The Effect of Platelet-rich Fibrin Matrix on Skin Rejuvenation

Wrinkle Clinical Trial

Official title:

The Effect of Platelet-rich Fibrin Matrix on Skin Rejuvenation: A Split Face Comparison

Clinical Trial Details — Status: Completed

Administrative data

• NCT number: NCT04128046
• Other study ID #: 12698
• Status: Completed
• Phase: N/A
• Start date: September 3, 2018
• Est. completion date: June 1, 2019

Study information

• Verified date: October 2019
• Source: New York Medical College
• Contact: n/a
• Is FDA regulated: No
• Study type: Interventional

Clinical Trial Summary

Platelet-rich fibrin matrix (PRFM) is made from platelets that are extracted from a patient's blood, and many plastic surgeons and dermatologists have used it to fill in wrinkles and lines on the face. Both patients and doctors have observed that it gives extra volume in these areas and improves overall appearance. However, there is no research that shows how PRFM affects skin quality, such as pores, spots, red areas, and texture. The aim of this study is to determine whether PRFM has a role in rejuvenating facial skin.

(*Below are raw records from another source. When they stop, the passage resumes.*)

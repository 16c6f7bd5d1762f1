//! Session state: the token lives in `SessionContext`, the profile here.

use std::sync::Arc;

use parking_lot::RwLock;
use tracing::{info, warn};

use super::Phase;
use crate::client::ApiClient;
use crate::error::{ApiError, ApiResult, StoreError};
use crate::resources::auth::{Credentials, Profile, ProfileUpdate};

#[derive(Debug, Default)]
struct AuthState {
    user: Option<Profile>,
    phase: Phase,
    error: Option<StoreError>,
}

#[derive(Debug, Clone)]
pub struct AuthStore {
    client: ApiClient,
    state: Arc<RwLock<AuthState>>,
}

/// Profile failures that mean the token itself is bad.
fn is_auth_failure(err: &ApiError) -> bool {
    let message = err.to_string();
    err.is_session_expired() || message.contains("token") || message.contains("auth")
}

impl AuthStore {
    pub fn new(client: ApiClient) -> Self {
        Self {
            client,
            state: Arc::new(RwLock::new(AuthState::default())),
        }
    }

    pub fn token(&self) -> Option<String> {
        self.client.session().token()
    }

    pub fn is_authenticated(&self) -> bool {
        self.client.session().is_authenticated()
    }

    /// The loaded profile. Always `None` without a token.
    pub fn user(&self) -> Option<Profile> {
        if !self.is_authenticated() {
            return None;
        }
        self.state.read().user.clone()
    }

    pub fn phase(&self) -> Phase {
        self.state.read().phase
    }

    pub fn is_loading(&self) -> bool {
        self.phase() == Phase::Loading
    }

    pub fn error(&self) -> Option<StoreError> {
        self.state.read().error.clone()
    }

    pub fn login(&self, credentials: &Credentials) -> ApiResult<Profile> {
        self.begin();
        match self.client.auth().login(credentials) {
            Ok(login) => {
                let mut state = self.state.write();
                state.user = Some(login.profile.clone());
                state.phase = Phase::Succeeded;
                Ok(login.profile)
            }
            Err(err) => {
                self.client.session().clear();
                let mut state = self.state.write();
                state.user = None;
                state.phase = Phase::Failed;
                state.error = Some(StoreError::from(&err));
                Err(err)
            }
        }
    }

    /// Load the profile for the current token. A failure that points at the
    /// token evicts the session.
    pub fn fetch_profile(&self) -> ApiResult<Profile> {
        self.state.write().phase = Phase::Loading;
        let result = self.client.auth().profile();
        if let Err(err) = &result {
            if is_auth_failure(err) {
                warn!(error = %err, "Profile rejected, clearing session");
                self.client.session().clear();
                self.state.write().user = None;
            }
        }
        self.merge_profile(result)
    }

    pub fn update_profile(&self, update: &ProfileUpdate) -> ApiResult<Profile> {
        self.state.write().phase = Phase::Loading;
        let result = self.client.auth().update_profile(update);
        self.merge_profile(result)
    }

    /// Synchronous: drops the token and profile without any request.
    pub fn logout(&self) {
        self.client.session().clear();
        let mut state = self.state.write();
        state.user = None;
        state.error = None;
        state.phase = Phase::Idle;
        info!("Admin logged out");
    }

    pub fn clear_error(&self) {
        self.state.write().error = None;
    }

    fn begin(&self) {
        let mut state = self.state.write();
        state.phase = Phase::Loading;
        state.error = None;
    }

    /// Server fields overwrite the loaded profile's fields; others are kept.
    fn merge_profile(&self, result: ApiResult<Profile>) -> ApiResult<Profile> {
        let mut state = self.state.write();
        match result {
            Ok(fresh) => {
                let merged = match state.user.take() {
                    Some(mut user) => {
                        user.id = fresh.id.or(user.id);
                        user.name = fresh.name.or(user.name);
                        user.email = fresh.email.or(user.email);
                        user.role = fresh.role.or(user.role);
                        user.extra.extend(fresh.extra);
                        user
                    }
                    None => fresh,
                };
                state.user = Some(merged.clone());
                state.phase = Phase::Succeeded;
                state.error = None;
                Ok(merged)
            }
            Err(err) => {
                state.phase = Phase::Failed;
                state.error = Some(StoreError::from(&err));
                Err(err)
            }
        }
    }
}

Recruitment information / eligibility

• Status: Completed
• Enrollment: 30
• Est. completion date: June 1, 2019
• Est. primary completion date: May 28, 2019
• Accepts healthy volunteers: Accepts Healthy Volunteers
• Gender: All
• Age group: 18 Years and older

Eligibility

Inclusion Criteria:

• Adults 18 years of age and older who had a dermatological concern, specifically, conspicuous spots, pores, rhytids, uneven texture, or red or brown discoloration, and a VISIA complexion analysis score greater than 10

• Agreed to continue any contraceptive hormonal therapy for duration of the study

• Agreed to not initiate the use of hormonal therapy during the study

• Agreed to not undergo any facial procedures or treatments, including injections and fillers, lasers, peels, and topical therapies, during the duration of the study

• Agreed to adhere to a standardized skin care regimen throughout the duration of the study consisting of the use of a single cleanser and moisturizer twice a day

• Agreed to refrain from excessive sun exposure/tanning

Exclusion Criteria:

• History of skin/connective tissue disorders

• History of immunosuppressive therapy or radiotherapy

• Participation in facial procedures, such as injections, lasers, peels, and dermabrasion, in the last six months

• Use of topical/prescription acne medications in the last three months

• Current smokers or prior smokers who quit fewer than 10 years ago

Related Conditions & MeSH terms

• Nasolabial Fold
• Skin Quality
• Skin Rejuvenation
• Wrinkle

Intervention

Procedure:
• PRFM injection
Using a 27-gauge microcannula, a total of 4 mL of PRFM was injected intradermally into the mid-cheek and NLF (2 mL for each site) on one side of the face.
• Saline injection
Using a 27-gauge microcannula, a total of 4 mL of saline was injected intradermally into the mid-cheek and NLF (2 mL for each site) on the contralateral side of the face.

Locations

Country	Name	City	State
United States	New York Medical College	Valhalla	New York

Sponsors (1)

Lead Sponsor	Collaborator
New York Medical College

Country where clinical trial is conducted

United States, 

Outcome

Type	Measure	Description	Time frame	Safety issue
Primary	Change in VISIA skin score	Difference between pre- and post-treatment VISIA analysis scores for skin parameters of spots, wrinkles, texture, and pores	Skin analysis performed at initial visit, at 6 weeks, and at 12 weeks following initial treatment
Secondary	Change in Wrinkle Severity Rating Scale	Difference between pre- and post-treatment quantitative grading of nasolabial folds for each group. Graded from 1 through 5, with 5 representing the worst score	Rating occurred at initial visit, at 6 weeks, and at 12 weeks following initial treatment
Secondary	Skin Rejuvenation Outcomes Evaluation (SROE)	Patient-reported outcome measure validated for skin resurfacing techniques. Each item is rated on a 0-4 scale. The final score is computed by dividing the total score for the instrument by 24 and multiplying by 100, giving a range of 0-100. The difference in the change in SROE score for each cohort was calculated.	Evaluation distributed at initial visit, at 6 weeks, and at 12 weeks following treatment.
Secondary	VISIA Outcomes Questionnaire	Evaluation targeted specifically at identifying changes in the skin parameters analyzed by VISIA. Each item is rated on a 0-4 scale. The final score is computed by dividing the total score for the instrument by 24 and multiplying by 100, giving a range of 0-100. The difference in the change in VISIA outcomes score for each cohort was calculated.	Evaluation distributed at initial visit, at 6 weeks, and at 12 weeks following treatment.